Décoloniser le travail social
Longtemps écrasées par l’histoire coloniale, les perspectives autochtones doivent désormais être écoutées et respectées. Plusieurs regroupements et institutions autochtones ont émis des recommandations afin de décoloniser et d’améliorer la pratique du travail social par et pour les communautés. Parmi celles-ci, l’amélioration de la formation aux spécificités autochtones, la reconnaissance du racisme systémique et les obstacles linguistiques liés à des projets de loi inadaptés aux diverses réalités.
La province compte 11 nations et cinq fois plus de communautés autochtones sur son territoire, chacune possédant ses spécificités historiques, socioculturelles, territoriales et économiques. Dans la plupart de ces communautés, recruter des travailleurs sociaux (TS) est un défi immense. « Il faut augmenter les salaires et proposer de meilleures conditions de travail, suggère Maata Putugu, directrice des services communautaires pour le centre de santé Inuulitsivik, basé au Nunavik. Il faut souvent intervenir auprès de personnes qu’on connaît, car c’est une petite communauté. »
Recruter des professionnels de l’extérieur permettrait également de donner le choix aux personnes d’être suivies par une personne qu’elles connaissent ou non. « Nous devons gérer beaucoup d’urgences sociales et de santé mentale, c’est un travail difficile », poursuit Maata Putugu. Elle souhaite que soient reconnus la compétence culturelle des Inuits et leurs savoirs, spécifiques aux réalités du Nord. « Peu d’Inuits vont à l’université, donc ils ne peuvent pas être membres de l’Ordre des travailleurs sociaux, mais ils pourraient avoir droit à des formations. »
Un mémoire du Conseil cri des services de santé et des services sociaux mentionne que les communautés font souvent face à des disparités en matière d’éducation en raison de l’absence d’établissements postsecondaires sur leurs territoires. Ainsi, certaines formations cruciales, comme l’évaluation des homicides, sont réservées aux personnes détenant un diplôme spécifique. « Refuser l’accès à une formation vitale sur la base de la formation universitaire […] met en péril la sécurité de notre population si les TS ne sont pas suffisamment formés pour faire face à de telles situations », est-il écrit dans le document.
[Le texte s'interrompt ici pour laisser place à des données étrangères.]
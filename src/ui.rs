use ratatui::{
    layout::{Constraint, Direction, Layout, Rect},
    style::{Color, Modifier, Style},
    text::{Line, Span, Text},
    widgets::{Block, Borders, Clear, Paragraph, Wrap},
    Frame,
};
use tui_dispatch::{Component, EventContext, EventKind, HandlerResponse, RenderContext};
use tui_dispatch_components::style::BorderStyle;
use tui_dispatch_components::{
    centered_rect, BaseStyle, Padding, SelectList, SelectListBehavior, SelectListProps,
    SelectListStyle, SelectionStyle, StatusBar, StatusBarHint, StatusBarItem, StatusBarProps,
    StatusBarSection, StatusBarStyle,
};

use pokegrid::action::Action;
use pokegrid::filters::FILTER_GROUPS;
use pokegrid::state::{AppState, CatalogEntry, DetailModal, EntryStat, ListStatus};

use crate::GridComponentId;

const BG_BASE: Color = Color::Rgb(12, 18, 28);
const BG_PANEL: Color = Color::Rgb(20, 32, 46);
const BG_HIGHLIGHT: Color = Color::Rgb(28, 92, 110);
const TEXT_MAIN: Color = Color::Rgb(232, 242, 244);
const TEXT_DIM: Color = Color::Rgb(176, 195, 207);
const ACCENT_TEAL: Color = Color::Rgb(72, 204, 184);
const ACCENT_GOLD: Color = Color::Rgb(228, 176, 88);
const ACCENT_RED: Color = Color::Rgb(224, 96, 96);

pub struct GridUi {
    entry_list: SelectList,
    evolution_list: SelectList,
    status_bar: StatusBar,
}

impl GridUi {
    pub fn new() -> Self {
        Self {
            entry_list: SelectList::new(),
            evolution_list: SelectList::new(),
            status_bar: StatusBar::new(),
        }
    }

    pub fn render(
        &mut self,
        frame: &mut Frame,
        area: Rect,
        state: &AppState,
        _render_ctx: RenderContext,
        event_ctx: &mut EventContext<GridComponentId>,
    ) {
        let base = Block::default().style(Style::default().bg(BG_BASE));
        frame.render_widget(base, area);
        let layout = Layout::default()
            .direction(Direction::Vertical)
            .constraints([
                Constraint::Length(4),
                Constraint::Min(6),
                Constraint::Length(3),
            ])
            .split(area);

        render_header(frame, layout[0], state, event_ctx);
        render_list(frame, layout[1], state, event_ctx, &mut self.entry_list);
        render_footer(frame, layout[2], state, &mut self.status_bar);

        if let Some(modal) = state.modal.as_ref() {
            render_modal(frame, area, modal, event_ctx, &mut self.evolution_list);
        }
    }

    pub fn handle_grid_event(
        &mut self,
        event: &EventKind,
        state: &AppState,
    ) -> HandlerResponse<Action> {
        handle_grid_event(event, state, &mut self.entry_list)
    }

    pub fn handle_search_event(
        &mut self,
        event: &EventKind,
        state: &AppState,
    ) -> HandlerResponse<Action> {
        handle_search_event(event, state)
    }

    pub fn handle_detail_event(
        &mut self,
        event: &EventKind,
        state: &AppState,
    ) -> HandlerResponse<Action> {
        handle_detail_event(event, state, &mut self.evolution_list)
    }
}
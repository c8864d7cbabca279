//! Memoized reference data shared by the resolvers
//!
//! Entries are written once and never evicted. Concurrent writers for the
//! same key always compute the same value, so last-write-wins is harmless.

use std::collections::HashMap;
use std::sync::{Mutex, MutexGuard, PoisonError};

#[derive(Debug, Default)]
pub struct ResolverCache {
    members: Mutex<HashMap<String, Vec<String>>>,
    base_forms: Mutex<HashMap<String, bool>>,
}

impl ResolverCache {
    pub fn new() -> Self {
        Self::default()
    }

    /// Members of a type tag. `None` means the tag was never queried.
    pub fn members(&self, tag: &str) -> Option<Vec<String>> {
        lock(&self.members).get(tag).cloned()
    }

    pub fn store_members(&self, tag: &str, names: Vec<String>) {
        lock(&self.members).insert(tag.to_string(), names);
    }

    pub fn base_form(&self, name: &str) -> Option<bool> {
        lock(&self.base_forms).get(name).copied()
    }

    pub fn store_base_form(&self, name: &str, is_base: bool) {
        lock(&self.base_forms).insert(name.to_string(), is_base);
    }

    pub fn member_tag_count(&self) -> usize {
        lock(&self.members).len()
    }

    pub fn base_form_count(&self) -> usize {
        lock(&self.base_forms).len()
    }
}

fn lock<T>(mutex: &Mutex<T>) -> MutexGuard<'_, T> {
    mutex.lock().unwrap_or_else(PoisonError::into_inner)
}
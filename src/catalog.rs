//! Catalog service: owns the query engine, detail aggregator and the
//! cancellation tokens of in-flight work, and turns effects into actions

use std::sync::{Arc, Mutex, MutexGuard, PoisonError};

use tokio_util::sync::CancellationToken;

use crate::action::Action;
use crate::api::CatalogSource;
use crate::cache::ResolverCache;
use crate::config::Config;
use crate::detail::DetailAggregator;
use crate::error::CatalogError;
use crate::query::{self, QueryEngine};
use crate::resolver::Resolver;

struct Generation {
    id: u64,
    token: CancellationToken,
}

pub struct Catalog {
    config: Config,
    engine: QueryEngine,
    details: DetailAggregator,
    generation: Mutex<Option<Generation>>,
    detail_token: Mutex<Option<CancellationToken>>,
}

impl Catalog {
    pub fn new(source: Arc<dyn CatalogSource>, config: Config) -> Self {
        Self::with_cache(source, config, Arc::new(ResolverCache::new()))
    }

    pub fn with_cache(
        source: Arc<dyn CatalogSource>,
        config: Config,
        cache: Arc<ResolverCache>,
    ) -> Self {
        let resolver = Arc::new(Resolver::new(
            Arc::clone(&source),
            cache,
            config.max_lineage_depth,
        ));
        let engine = QueryEngine::new(
            Arc::clone(&source),
            resolver,
            config.unfiltered_cap,
            config.lookup_concurrency,
        );
        let details = DetailAggregator::new(source, config.detail_timeout);
        Self {
            config,
            engine,
            details,
            generation: Mutex::new(None),
            detail_token: Mutex::new(None),
        }
    }

    pub fn config(&self) -> &Config {
        &self.config
    }

    pub fn engine(&self) -> &QueryEngine {
        &self.engine
    }

    pub fn details(&self) -> &DetailAggregator {
        &self.details
    }

    pub fn cache(&self) -> &Arc<ResolverCache> {
        self.engine.resolver().cache()
    }

    /// Cancel whatever generation is live and make `id` the live one.
    pub fn begin_generation(&self, id: u64) -> CancellationToken {
        let mut current = lock(&self.generation);
        if let Some(previous) = current.take() {
            tracing::debug!(previous = previous.id, next = id, "superseding generation");
            previous.token.cancel();
        }
        let token = CancellationToken::new();
        *current = Some(Generation {
            id,
            token: token.clone(),
        });
        token
    }

    /// Token for a follow-up page of generation `id`; `None` once superseded.
    ///
    /// Pages get a child token so a refresh cancels them, while a page never
    /// cancels its own generation.
    pub fn page_token(&self, id: u64) -> Option<CancellationToken> {
        lock(&self.generation)
            .as_ref()
            .filter(|generation| generation.id == id)
            .map(|generation| generation.token.child_token())
    }

    /// Fresh token for a detail load, cancelling the previous one.
    pub fn begin_detail(&self) -> CancellationToken {
        let token = CancellationToken::new();
        if let Some(previous) = lock(&self.detail_token).replace(token.clone()) {
            previous.cancel();
        }
        token
    }

    pub fn cancel_detail(&self) {
        if let Some(previous) = lock(&self.detail_token).take() {
            previous.cancel();
        }
    }

    pub async fn refresh(
        &self,
        generation: u64,
        groups: &[String],
        search: &str,
        page_size: usize,
        token: CancellationToken,
    ) -> Action {
        let result = async {
            let candidates = self
                .engine
                .build_candidate_set(groups, search, &token)
                .await?;
            let first = query::page(&candidates, 0, page_size);
            let entries = self.engine.load_entries(first, &token).await?;
            Ok::<_, CatalogError>((candidates, entries))
        }
        .await;

        match result {
            Ok((candidates, entries)) => {
                tracing::debug!(
                    generation,
                    candidates = candidates.len(),
                    "catalog refreshed"
                );
                Action::CatalogDidLoad {
                    generation,
                    candidates,
                    entries,
                }
            }
            Err(err) if err.is_cancelled() => Action::CatalogDidCancel { generation },
            Err(err) => {
                tracing::warn!(generation, %err, "catalog refresh failed");
                Action::CatalogDidError {
                    generation,
                    error: err.to_string(),
                }
            }
        }
    }

    pub async fn load_page(
        &self,
        generation: u64,
        page: usize,
        names: &[String],
        token: CancellationToken,
    ) -> Action {
        match self.engine.load_entries(names, &token).await {
            Ok(entries) => Action::PageDidLoad {
                generation,
                page,
                entries,
            },
            Err(err) if err.is_cancelled() => Action::CatalogDidCancel { generation },
            Err(err) => {
                tracing::warn!(generation, page, %err, "page load failed");
                Action::PageDidError {
                    generation,
                    error: err.to_string(),
                }
            }
        }
    }

    pub async fn load_detail(&self, name: &str, token: CancellationToken) -> Action {
        match self.details.full_detail(name, &token).await {
            Ok(detail) => Action::DetailDidLoad {
                name: name.to_string(),
                detail,
            },
            Err(err) if err.is_cancelled() => Action::DetailDidCancel {
                name: name.to_string(),
            },
            Err(err) => {
                tracing::warn!(name, %err, "detail load failed");
                Action::DetailDidError {
                    name: name.to_string(),
                    error: err.to_string(),
                }
            }
        }
    }
}

fn lock<T>(mutex: &Mutex<T>) -> MutexGuard<'_, T> {
    mutex.lock().unwrap_or_else(PoisonError::into_inner)
}
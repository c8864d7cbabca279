//! Pokegrid - a filterable PokeAPI catalog built on tui-dispatch
//!
//! The library holds the data-aggregation core (gateway, resolvers, query
//! engine, detail aggregator) and the store pieces (state, actions, reducer)
//! so they can be exercised without a terminal.

pub mod action;
pub mod api;
pub mod cache;
pub mod catalog;
pub mod config;
pub mod detail;
pub mod effect;
pub mod error;
pub mod filters;
pub mod query;
pub mod reducer;
pub mod resolver;
pub mod state;
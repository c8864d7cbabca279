//! Membership and lineage lookups with read-through memoization

use std::sync::Arc;

use tokio_util::sync::CancellationToken;

use crate::api::{CatalogSource, Lookup};
use crate::cache::ResolverCache;
use crate::error::CatalogError;

pub struct Resolver {
    source: Arc<dyn CatalogSource>,
    cache: Arc<ResolverCache>,
    max_depth: usize,
}

impl Resolver {
    pub fn new(source: Arc<dyn CatalogSource>, cache: Arc<ResolverCache>, max_depth: usize) -> Self {
        Self {
            source,
            cache,
            max_depth: max_depth.max(1),
        }
    }

    pub fn cache(&self) -> &Arc<ResolverCache> {
        &self.cache
    }

    /// Names belonging to a type tag.
    ///
    /// A tag the API does not know is remembered as empty. Transient failures
    /// are reported but not remembered, so the next query asks again.
    pub async fn members(&self, tag: &str, token: &CancellationToken) -> Lookup<Vec<String>> {
        if let Some(names) = self.cache.members(tag) {
            return Lookup::Found(names);
        }
        match self.source.type_members(tag, token).await {
            Lookup::Found(names) => {
                self.cache.store_members(tag, names.clone());
                Lookup::Found(names)
            }
            Lookup::NotFound => {
                self.cache.store_members(tag, Vec::new());
                Lookup::Found(Vec::new())
            }
            Lookup::Failed(reason) => {
                tracing::warn!(tag, %reason, "type membership unavailable");
                Lookup::Failed(reason)
            }
            Lookup::Cancelled => Lookup::Cancelled,
        }
    }

    /// Whether `name` has no recorded ancestor.
    ///
    /// A default form named apart from its species (`giratina-altered`)
    /// takes its species' answer. Alternate forms and names without species
    /// data count as evolved forms and are remembered that way; transient
    /// failures are not remembered.
    pub async fn is_base_form(&self, name: &str, token: &CancellationToken) -> Lookup<bool> {
        if let Some(is_base) = self.cache.base_form(name) {
            return Lookup::Found(is_base);
        }
        let verdict = match self.source.species(name, token).await {
            Lookup::Found(species) => Lookup::Found(species.evolves_from.is_none()),
            Lookup::NotFound => self.default_form_verdict(name, token).await,
            Lookup::Failed(reason) => Lookup::Failed(reason),
            Lookup::Cancelled => Lookup::Cancelled,
        };
        if let Lookup::Found(is_base) = verdict {
            self.cache.store_base_form(name, is_base);
        }
        verdict
    }

    async fn default_form_verdict(&self, name: &str, token: &CancellationToken) -> Lookup<bool> {
        let record = match self.source.entry(name, token).await {
            Lookup::Found(record) => record,
            Lookup::NotFound => return Lookup::Found(false),
            Lookup::Failed(reason) => return Lookup::Failed(reason),
            Lookup::Cancelled => return Lookup::Cancelled,
        };
        let species = match record.species {
            Some(species) if record.is_default && species != name => species,
            _ => return Lookup::Found(false),
        };
        tracing::debug!(name, %species, "checking default form through its species");
        match self.source.species(&species, token).await {
            Lookup::Found(species) => Lookup::Found(species.evolves_from.is_none()),
            Lookup::NotFound => Lookup::Found(false),
            Lookup::Failed(reason) => Lookup::Failed(reason),
            Lookup::Cancelled => Lookup::Cancelled,
        }
    }

    /// Follow "evolves from" links up to the root of `name`'s lineage.
    ///
    /// Returns `Ok(None)` when `name` is not a species at all.
    pub async fn resolve_base_ancestor(
        &self,
        name: &str,
        token: &CancellationToken,
    ) -> Result<Option<String>, CatalogError> {
        let mut current = name.to_string();
        for _ in 0..self.max_depth {
            match self.source.species(&current, token).await {
                Lookup::Found(species) => {
                    self.cache
                        .store_base_form(&species.name, species.evolves_from.is_none());
                    match species.evolves_from {
                        Some(parent) => current = parent,
                        None => return Ok(Some(species.name)),
                    }
                }
                Lookup::NotFound if current == name => return Ok(None),
                Lookup::NotFound => return Err(CatalogError::NotFound(current)),
                Lookup::Failed(reason) => return Err(CatalogError::Transient(reason)),
                Lookup::Cancelled => return Err(CatalogError::Cancelled),
            }
        }
        Err(CatalogError::AmbiguousLineage(name.to_string()))
    }
}
// Defaults used to recognize broker mail and to place ingest/output files.
// The filter values can be overridden per deployment through config.toml;
// these match the production tastytrade notification stream.
pub const BROKER_SENDER_DOMAIN: &str = "tastytrade.com";
pub const FILL_SUBJECT_MARKER: &str = "Order Fill";

pub const DEFAULT_INBOX_DIR: &str = "data";
pub const DEFAULT_OUTPUT_DIR: &str = "output";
Même son de cloche à Kanesatake, où la santé mentale est un problème prioritaire. La dépression, la consommation de marijuana, l’anxiété chez les enfants et les cas suicidaires sont légion, mais la main-d’oeuvre manque cruellement. « Nous avons une liste d’attente de 30 à 40 personnes », indique April Kibbe, travailleuse sociale mohawk au centre de santé de Kanesatake.
Décoloniser les savoirs
Cyndy Wylde, professeure à l’École de travail social de l’Université d’Ottawa, a participé à l’élaboration d’un mémoire qui comprend quatre propositions pour améliorer les services. Notamment, une réforme de la pédagogie universitaire et de la formation initiale des intervenants sociaux pour rapprocher deux visions du monde — autochtone et occidentale. « Les valeurs des Premières Nations et des Inuits sont profondément différentes des valeurs occidentales, explique Cyndy Wylde. Dans les cultures autochtones, l’importance de la collectivité, de la spiritualité, le lien au territoire et la notion de relation sont des éléments centraux. »
À l’inverse, les valeurs occidentales sont davantage axées sur l’individualisme. Une décolonisation des savoirs est donc fondamentale, alors que le travail social a « perpétué la mentalité colonisatrice en traitant les Autochtones comme un peuple sauvage et faible, souligne Cyndy Wylde. Il a souvent été teinté de préjugés et de stéréotypes envers les communautés autochtones et cela a eu des conséquences ».
L’enseignement de ces compétences devrait donc tenir compte de l’importance des cultures et des langues autochtones, des traumatismes générationnels et, globalement, des profondes séquelles. Plusieurs organisations souhaitent que les programmes universitaires — très différents d’un établissement à l’autre — préparent mieux à l’intervention dans les contextes autochtones.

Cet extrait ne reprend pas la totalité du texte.